My latest app is called Photo/Photo. It’s an iOS app that turns your photos into original musical compositions. It’s an experiment in procedurally/algorithmically generated music.

You can download it from the App Store here.

Using Photo/Phono is pretty simple.

  • Pick which “composer” module you want to use to transform your photo.
  • Select a photo from your photo library.
  • Listen to a brand new composition composed from the data in your photo.
  • When you find a photo and composition pair you like, share it.
Walkthrough
Walkthrough

Rules

There are a few basic rules I wanted to abide by while designing the app:

  • Compositions are deterministic. A particular photo will always return the same composition. There are no outside elements of randomness used to create a composition.
  • Compositions are unique. This is more of a guideline. No two photos should have the same exact composition. I couldn’t quite guarantee this rule, so in practice you may find visually similar photos may have similar sounding compositions.

How does the transformation process work?

An image is selected. Time to get to work.

First, the image is decomposed into various representations of numerical data. Some examples:

  • the average red color value of the whole image
  • the average saturation value of one row of pixels
  • the number of faces in the image
  • the dominant colors of the image

This step gives us plenty of raw data to work with. (I go into more detail in this post).

Next, for each instrument, the algorithm uses the photo data to make decisions on how notes should be created. A note can have a location in the piece, a pitch, a loudness, and a duration. That’s a lot of decisions that need to be made.

Notes are created in an custom intermediate format that’s a little easier to work with. This allows the algorithm to more easily concatenate bars or sections, with less complexity than is required by the MIDI specification. The basic building block looks like this:

struct NoteEvent {
    var number: NoteNumber
    var velocity: NoteVelocity
    var position: Beats
    var duration: Beats
}

Now that we have an representation of the piece that contains the notes in bars in sections for each instrument, it can be transformed into MIDI data. But there’s still one more step before our MIDI data will be audible.

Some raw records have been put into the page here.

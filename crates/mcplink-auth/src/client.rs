//! The OAuth client: discovery and wire calls.

use chrono::Utc;
use reqwest::StatusCode;
use tracing::{debug, warn};
use url::Url;

use mcplink_protocol::{LATEST_PROTOCOL_VERSION, PROTOCOL_VERSION_HEADER};

use crate::error::{OAuthError, OAuthResult};
use crate::pkce::{AuthorizationState, PkcePair};
use crate::types::{
    ClientRegistrationRequest, ClientRegistrationResponse, OAuthErrorResponse, OAuthToken,
    ResourceMetadata, ServerMetadata,
};

/// Network timeout for every OAuth request.
const REQUEST_TIMEOUT: std::time::Duration = std::time::Duration::from_secs(30);

/// Path of the RFC 8414 authorization-server metadata document.
const AUTH_SERVER_WELL_KNOWN: &str = ".well-known/oauth-authorization-server";

/// OAuth 2.0 client for the authorization-code flow with PKCE.
#[derive(Debug, Clone)]
pub struct OAuthClient {
    http: reqwest::Client,
    protocol_version: String,
}

impl OAuthClient {
    /// Create a client speaking the default protocol version.
    ///
    /// # Errors
    ///
    /// [`OAuthError::Http`] if the underlying HTTP client cannot be built.
    pub fn new() -> OAuthResult<Self> {
        Self::with_protocol_version(LATEST_PROTOCOL_VERSION)
    }

    /// Create a client with an explicit `MCP-Protocol-Version` value.
    ///
    /// # Errors
    ///
    /// [`OAuthError::Http`] if the underlying HTTP client cannot be built.
    pub fn with_protocol_version(version: impl Into<String>) -> OAuthResult<Self> {
        // No cookie jar, no caching semantics; every call is explicit.
        let http = reqwest::Client::builder()
            .min_tls_version(reqwest::tls::Version::TLS_1_2)
            .timeout(REQUEST_TIMEOUT)
            .build()
            .map_err(|e| OAuthError::Http(e.to_string()))?;
        Ok(Self {
            http,
            protocol_version: version.into(),
        })
    }

    /// Discover the authorization server for a protected resource.
    ///
    /// Fetches the resource metadata (RFC 9728) to learn the issuer — or, on
    /// 404, derives the issuer from the metadata URL's origin — then fetches
    /// the issuer's RFC 8414 document. Servers that publish none get
    /// conventional defaults synthesized.
    ///
    /// # Errors
    ///
    /// [`OAuthError::Discovery`] for unusable metadata,
    /// [`OAuthError::Http`] for network failures on the resource fetch.
    pub async fn discover(&self, resource_metadata_url: &str) -> OAuthResult<ServerMetadata> {
        let response = self
            .http
            .get(resource_metadata_url)
            .header(PROTOCOL_VERSION_HEADER, &self.protocol_version)
            .send()
            .await?;

        let issuer = match response.status() {
            StatusCode::NOT_FOUND => {
                let origin = origin_of(resource_metadata_url)?;
                debug!(issuer = %origin, "no resource metadata; deriving issuer from origin");
                origin
            }
            status if status.is_success() => {
                let metadata: ResourceMetadata = response
                    .json()
                    .await
                    .map_err(|e| OAuthError::Decode(e.to_string()))?;
                metadata
                    .authorization_servers
                    .first()
                    .cloned()
                    .ok_or_else(|| {
                        OAuthError::Discovery(
                            "resource metadata lists no authorization servers".to_string(),
                        )
                    })?
            }
            status => {
                return Err(OAuthError::Discovery(format!(
                    "resource metadata fetch returned HTTP {status}"
                )));
            }
        };

        let well_known = format!("{}/{AUTH_SERVER_WELL_KNOWN}", issuer.trim_end_matches('/'));
        match self
            .http
            .get(&well_known)
            .header(PROTOCOL_VERSION_HEADER, &self.protocol_version)
            .send()
            .await
        {
            Ok(response) if response.status().is_success() => response
                .json()
                .await
                .map_err(|e| OAuthError::Decode(e.to_string())),
            Ok(response) if response.status() == StatusCode::NOT_FOUND => {
                debug!(issuer = %issuer, "no authorization-server metadata; synthesizing defaults");
                Ok(ServerMetadata::synthesized(&issuer))
            }
            Ok(response) => Err(OAuthError::Discovery(format!(
                "authorization-server metadata fetch returned HTTP {}",
                response.status()
            ))),
            Err(e) => {
                warn!(error = %e, issuer = %issuer, "metadata fetch failed; synthesizing defaults");
                Ok(ServerMetadata::synthesized(&issuer))
            }
        }
    }

    /// Build the URL to open in the user's browser.
    ///
    /// # Errors
    ///
    /// [`OAuthError::PkceUnsupported`] when the server's advertised challenge
    /// methods exclude S256, [`OAuthError::InvalidUrl`] for a broken
    /// authorization endpoint.
    pub fn authorization_url(
        &self,
        metadata: &ServerMetadata,
        client_id: &str,
        redirect_uri: &str,
        pkce: &PkcePair,
        state: &AuthorizationState,
        resource: Option<&str>,
        scope: Option<&str>,
    ) -> OAuthResult<Url> {
        if !metadata.supports_s256() {
            return Err(OAuthError::PkceUnsupported);
        }

        let mut url = Url::parse(&metadata.authorization_endpoint)
            .map_err(|e| OAuthError::InvalidUrl(format!("{}: {e}", metadata.authorization_endpoint)))?;
        {
            let mut query = url.query_pairs_mut();
            query
                .append_pair("response_type", "code")
                .append_pair("client_id", client_id)
                .append_pair("redirect_uri", redirect_uri)
                .append_pair("code_challenge", &pkce.challenge)
                .append_pair("code_challenge_method", PkcePair::method())
                .append_pair("state", state.value());
            if let Some(resource) = resource {
                query.append_pair("resource", resource);
            }
            if let Some(scope) = scope {
                query.append_pair("scope", scope);
            }
        }
        Ok(url)
    }

    /// Exchange an authorization code for a token.
    ///
    /// # Errors
    ///
    /// [`OAuthError::TokenRequestFailed`] with the decoded error body when
    /// the server refuses, [`OAuthError::Http`]/[`OAuthError::Decode`]
    /// otherwise.
    pub async fn exchange_code(
        &self,
        metadata: &ServerMetadata,
        client_id: &str,
        code: &str,
        redirect_uri: &str,
        code_verifier: &str,
        resource: Option<&str>,
    ) -> OAuthResult<OAuthToken> {
        let mut pairs = vec![
            ("grant_type", "authorization_code"),
            ("code", code),
            ("redirect_uri", redirect_uri),
            ("client_id", client_id),
            ("code_verifier", code_verifier),
        ];
        if let Some(resource) = resource {
            pairs.push(("resource", resource));
        }
        self.token_request(&metadata.token_endpoint, &pairs).await
    }

    /// Redeem a refresh token.
    ///
    /// # Errors
    ///
    /// Same as [`OAuthClient::exchange_code`].
    pub async fn refresh(
        &self,
        metadata: &ServerMetadata,
        client_id: &str,
        refresh_token: &str,
        resource: Option<&str>,
    ) -> OAuthResult<OAuthToken> {
        let mut pairs = vec![
            ("grant_type", "refresh_token"),
            ("refresh_token", refresh_token),
            ("client_id", client_id),
        ];
        if let Some(resource) = resource {
            pairs.push(("resource", resource));
        }
        self.token_request(&metadata.token_endpoint, &pairs).await
    }

    /// Dynamically register this client (RFC 7591).
    ///
    /// # Errors
    ///
    /// [`OAuthError::NoRegistrationEndpoint`] when the server offers none,
    /// [`OAuthError::RegistrationFailed`] for any non-201 answer.
    pub async fn register(
        &self,
        metadata: &ServerMetadata,
        request: &ClientRegistrationRequest,
    ) -> OAuthResult<ClientRegistrationResponse> {
        let endpoint = metadata
            .registration_endpoint
            .as_deref()
            .ok_or(OAuthError::NoRegistrationEndpoint)?;

        let response = self
            .http
            .post(endpoint)
            .header(PROTOCOL_VERSION_HEADER, &self.protocol_version)
            .json(request)
            .send()
            .await?;

        let status = response.status();
        if status == StatusCode::CREATED {
            response
                .json()
                .await
                .map_err(|e| OAuthError::Decode(e.to_string()))
        } else {
            let error = response.json::<OAuthErrorResponse>().await.ok();
            Err(OAuthError::RegistrationFailed {
                status: status.as_u16(),
                error,
            })
        }
    }

    async fn token_request(
        &self,
        endpoint: &str,
        pairs: &[(&str, &str)],
    ) -> OAuthResult<OAuthToken> {
        let response = self
            .http
            .post(endpoint)
            .header(PROTOCOL_VERSION_HEADER, &self.protocol_version)
            .header(
                reqwest::header::CONTENT_TYPE,
                "application/x-www-form-urlencoded",
            )
            .body(form_body(pairs))
            .send()
            .await?;

        let status = response.status();
        if status.is_success() {
            let token: OAuthToken = response
                .json()
                .await
                .map_err(|e| OAuthError::Decode(e.to_string()))?;
            Ok(token.with_expiry_from(Utc::now()))
        } else {
            let error = response.json::<OAuthErrorResponse>().await.ok();
            Err(OAuthError::TokenRequestFailed {
                status: status.as_u16(),
                error,
            })
        }
    }
}

/// `scheme://host[:port]` of a URL, with path, query, and fragment stripped.
fn origin_of(url: &str) -> OAuthResult<String> {
    let parsed = Url::parse(url).map_err(|e| OAuthError::InvalidUrl(format!("{url}: {e}")))?;
    let host = parsed
        .host_str()
        .ok_or_else(|| OAuthError::InvalidUrl(format!("{url}: no host")))?;
    Ok(match parsed.port() {
        Some(port) => format!("{}://{host}:{port}", parsed.scheme()),
        None => format!("{}://{host}", parsed.scheme()),
    })
}

/// Percent-encode pairs into an `application/x-www-form-urlencoded` body.
fn form_body(pairs: &[(&str, &str)]) -> String {
    pairs
        .iter()
        .map(|(k, v)| format!("{k}={}", urlencoding::encode(v)))
        .collect::<Vec<_>>()
        .join("&")
}

#[cfg(test)]
mod tests {
    use super::*;
    use pretty_assertions::assert_eq;

    #[test]
    fn origin_strips_path_query_and_fragment() {
        assert_eq!(
            origin_of("https://mcp.example.com/server/.well-known/x?a=1#frag").unwrap(),
            "https://mcp.example.com"
        );
        assert_eq!(
            origin_of("http://localhost:8080/resource").unwrap(),
            "http://localhost:8080"
        );
    }

    #[test]
    fn form_body_percent_encodes_values() {
        let body = form_body(&[("a", "x y"), ("b", "c&d=e")]);
        assert_eq!(body, "a=x%20y&b=c%26d%3De");
    }

    #[test]
    fn authorization_url_carries_all_parameters() {
        let client = OAuthClient::new().unwrap();
        let metadata = ServerMetadata::synthesized("https://auth.example.com");
        let pkce = PkcePair::generate();
        let state = AuthorizationState::generate();

        let url = client
            .authorization_url(
                &metadata,
                "client-1",
                "app://oauth/callback",
                &pkce,
                &state,
                Some("https://mcp.example.com"),
                None,
            )
            .unwrap();

        let query: std::collections::HashMap<_, _> = url.query_pairs().into_owned().collect();
        assert_eq!(query["response_type"], "code");
        assert_eq!(query["client_id"], "client-1");
        assert_eq!(query["redirect_uri"], "app://oauth/callback");
        assert_eq!(query["code_challenge"], pkce.challenge);
        assert_eq!(query["code_challenge_method"], "S256");
        assert_eq!(query["state"], state.value());
        assert_eq!(query["resource"], "https://mcp.example.com");
        assert!(!query.contains_key("scope"));
    }

    #[test]
    fn authorization_url_refuses_servers_without_s256() {
        let client = OAuthClient::new().unwrap();
        let mut metadata = ServerMetadata::synthesized("https://auth.example.com");
        metadata.code_challenge_methods_supported = Some(vec!["plain".to_string()]);

        let result = client.authorization_url(
            &metadata,
            "client-1",
            "app://cb",
            &PkcePair::generate(),
            &AuthorizationState::generate(),
            None,
            None,
        );
        assert!(matches!(result, Err(OAuthError::PkceUnsupported)));
    }
}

Each composer module is paired with a file called a SoundFont. Since MIDI data is just instructions on how to play the music, a SoundFont is needed to actually generate the sound waves we hear. It’s similar to a piece of sheet music needing an instrument to be played on. The sheet music is just instructions, and it could be played on a grand piano, harpsichord, an upright piano, etc.

Finally, our MIDI data and SoundFont are handed off to the system’s audio frameworks and played back through the speakers or headphones.

But how does the composing module actually create the piece?

I go into more technical detail in this post, but here is an overview and a bit of background.

Each composer algorithm works differently. I wanted each algorithm to be free to explore using a palate of data and a canvas of MIDI so to speak. The only two rules are the ones mentioned above regarding being deterministic and being unique.

However, one of my other goals for this project was for the music to be a reflection of the artist creating the algorithm. It was a challenge to myself as a composer and a student of music theory to ask myself: when I sit down to write music, how do I actually do it? Would it be possible to enumerate all the different ways I know how to create aesthetically pleasing music and encode those into the computer?

I can’t say that the two composer algorithms I’ve created at first launch are the pinnacle of my abilities. But through the process of designing these, I’ve already learned a lot. And I have a handful of ideas of how I’d like to approach making the next one.

(If you’re a composer interested in designing your own algorithm for Photo/Photo, please get in touch!)

For the above reasons and more, I ultimately decided against exploring machine-learning for this project. There’s lots of amazing research in this field (I have a few links below).

Technical notes

  • I wrote about a few technical challenges creating the sharing feature. Here are posts about bouncing MIDI to audio and creating a movie with an image and audio.
  • The UI is only a few screens, but it gave me a chance to experiment with an MVVM+C (Model-View-ViewModel + Coordinator) architecture. I found a couple techniques that worked out well that I’m going to reproduce on future projects.
  • I used RxSwift instead of ReactiveSwift on this project. ReactiveSwift was under heavy development when I was getting started, and I also wanted to get some experience with the RxSwift API. I’m probably going to move back to ReactiveSwift for my next project though.
  • This project is 100% Swift. I love the language itself and especially look forward to writing it in a few years once the language and toolchain have stabilized. Some souring experiences were: going through a somewhat painful Swift 2.2 to 3.0 transition half way through the project, dealing with the frequent loss of autocomplete and syntax highlighting, and slow build times even with my reasonably small codebase.
  • I did all the design work myself, starting with some drawings in my notebook, then moving to a Sketch file. I tried to use some of the newer, bolder iOS 10 aesthetic found in Music.app and News.app.
  • This is the first project I’ve used Auto Layout exclusively (albeit using the Mortar helper library). I still find that working directly with frames is more predictable in how long it will take to create a complex layout, whereas implementing a layout using Auto Layout can range from trivial to impossible.

Wrap Up

Starting off with the simple idea, “How would you turn a photo into music?” led to solving a lot of interesting problems and learning a lot (while getting to scratch a musical itch). I hope you enjoy the app!